Business Technology – IT is not providing innovation Leadership
An InformationWeek survey of 382 business professionals – IT and non-IT – finds only 43 percent of the non-IT people consider IT teams integral to the business while 54 percent consider IT a maintenance or support organization and not an innovator. However, 59 percent believe technology is becoming critical to the business. On the other hand, 60 percent of the surveyed IT professionals consider IT integral to the business while only 39 percent consider IT a maintenance or support organization. Furthermore, only 18 percent of the non-IT respondents were completely or very satisfied with IT projects based on costs, quality and timeliness. Another 32 percent were moderately satisfied. From the IT perspective the numbers were 29 and 39 percent, respectively. Approximately three-fourths of all respondents viewed IT as not demonstrating innovation leadership. Sadly only 19 percent of respondents viewed their organizations as actively helping their IT professionals develop the business or "soft" skills needed to stay current and aid innovation.

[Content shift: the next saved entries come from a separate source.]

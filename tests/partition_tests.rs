//! Partitioning properties over realistic meshes.

use meshtrace::pathtracer::split::split_submesh;
use meshtrace::pathtracer::{partition_mesh, MeshData, MeshInstance, Triangle, MAX_MESH_TRIANGLES, MAX_SPLIT_DEPTH, MAX_TRIS_PER_CHUNK};
use meshtrace::util::{Quat, Transform, Vec3};
use meshtrace::Error;

/// UV sphere, `stacks * slices * 2` triangles (pole rows degenerate).
fn uv_sphere(stacks: u32, slices: u32, radius: f32) -> MeshData {
    let mut positions = Vec::new();
    for i in 0..=stacks {
        let theta = std::f32::consts::PI * i as f32 / stacks as f32;
        for j in 0..=slices {
            let phi = std::f32::consts::TAU * j as f32 / slices as f32;
            positions.push(Vec3::new(
                theta.sin() * phi.cos(),
                theta.cos(),
                theta.sin() * phi.sin(),
            ) * radius);
        }
    }
    let normals = positions.iter().map(|p| p.normalize_or_zero()).collect();
    let row = slices + 1;
    let mut indices = Vec::new();
    for i in 0..stacks {
        for j in 0..slices {
            let a = i * row + j;
            let b = a + row;
            indices.extend_from_slice(&[a, b, a + 1, a + 1, b, b + 1]);
        }
    }
    MeshData::single(positions, normals, indices)
}

fn key(t: &Triangle) -> [u32; 9] {
    let mut k = [0; 9];
    for (i, v) in t.vertices().iter().enumerate() {
        k[i * 3] = v.x.to_bits();
        k[i * 3 + 1] = v.y.to_bits();
        k[i * 3 + 2] = v.z.to_bits();
    }
    k
}

#[test]
fn test_partition_keeps_every_triangle_once() {
    let mesh = uv_sphere(16, 24, 2.0);
    let chunks = partition_mesh(&mesh).unwrap();
    assert!(chunks.len() > 1);

    let mut expected: Vec<_> = mesh.submesh_triangles(0).unwrap().iter().map(key).collect();
    let mut got: Vec<_> = chunks.iter().flat_map(|c| c.triangles.iter().map(key)).collect();
    expected.sort_unstable();
    got.sort_unstable();
    assert_eq!(got, expected);
}

#[test]
fn test_leaves_respect_size_and_depth() {
    let mesh = uv_sphere(16, 24, 2.0);
    let tris = mesh.submesh_triangles(0).unwrap();
    let leaves = split_submesh(&tris, 0);
    for leaf in &leaves {
        assert!(leaf.depth <= MAX_SPLIT_DEPTH);
        assert!(
            leaf.chunk.len() <= MAX_TRIS_PER_CHUNK || leaf.depth == MAX_SPLIT_DEPTH,
            "leaf of {} triangles at depth {}",
            leaf.chunk.len(),
            leaf.depth
        );
        assert!(!leaf.chunk.is_empty());
    }
}

#[test]
fn test_chunk_bounds_contain_members() {
    let mesh = uv_sphere(12, 16, 1.0);
    for chunk in partition_mesh(&mesh).unwrap() {
        for t in &chunk.triangles {
            for v in t.vertices() {
                assert!(chunk.bounds.contains(v), "{v} outside {:?}", chunk.bounds);
            }
        }
    }
}

#[test]
fn test_submeshes_partitioned_separately() {
    let mut mesh = uv_sphere(8, 8, 1.0);
    let half = mesh.indices.len() / 2;
    mesh.submeshes = vec![0..half, half..mesh.indices.len()];
    let chunks = partition_mesh(&mesh).unwrap();
    let per_sub: Vec<usize> = (0..2)
        .map(|s| chunks.iter().filter(|c| c.submesh == s).map(|c| c.len()).sum())
        .collect();
    assert_eq!(per_sub, vec![half / 3, half / 3]);
}

#[test]
fn test_triangle_ceiling() {
    let flat = |n: usize| {
        let positions: Vec<Vec3> = (0..n)
            .flat_map(|i| {
                let x = i as f32;
                [Vec3::new(x, 0.0, 0.0), Vec3::new(x + 0.5, 0.0, 1.0), Vec3::new(x + 1.0, 0.0, 0.0)]
            })
            .collect();
        let normals = vec![Vec3::Y; positions.len()];
        let indices = (0..positions.len() as u32).collect();
        MeshData::single(positions, normals, indices)
    };

    assert!(partition_mesh(&flat(MAX_MESH_TRIANGLES)).is_ok());
    match partition_mesh(&flat(MAX_MESH_TRIANGLES + 1)) {
        Err(Error::TriangleLimitExceeded { count, limit }) => {
            assert_eq!(count, MAX_MESH_TRIANGLES + 1);
            assert_eq!(limit, MAX_MESH_TRIANGLES);
        }
        other => panic!("expected ceiling rejection, got {other:?}"),
    }
}

#[test]
fn test_transform_change_reuses_layout() {
    let mesh = uv_sphere(12, 16, 1.0);
    let mut inst = MeshInstance::new(&mesh, Transform::IDENTITY).unwrap();
    inst.refresh();
    let layout: Vec<usize> = inst.local_chunks().iter().map(|c| c.len()).collect();

    inst.set_transform(Transform {
        position: Vec3::new(10.0, 0.0, 0.0),
        rotation: Quat::from_rotation_z(1.0),
        scale: Vec3::new(2.0, 1.0, 1.0),
    });
    assert!(inst.is_dirty());
    assert!(inst.refresh());

    let world: Vec<usize> = inst.world_chunks().iter().map(|c| c.len()).collect();
    assert_eq!(world, layout);
    for chunk in inst.world_chunks() {
        assert!(chunk.bounds.min.x > 7.0);
        for t in &chunk.triangles {
            for v in t.vertices() {
                assert!(chunk.bounds.contains(v));
            }
        }
    }
}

The 2012 IBM Corp. CEO survey showed similar results when looking at technology being critical to the business. 71 percent of the CEO study respondents for the first time found technology factors to be the most important external force impacting their organizations. In that almost 75 percent of business people think IT is not providing innovation leadership and even more feel IT professionals lack the skills to do so, IT executives need to change this perception and invest in correcting the problem. IT executives have a chance to "sit at the table" with their business peers but if they cannot address the business and innovation issues, they will be shunted aside.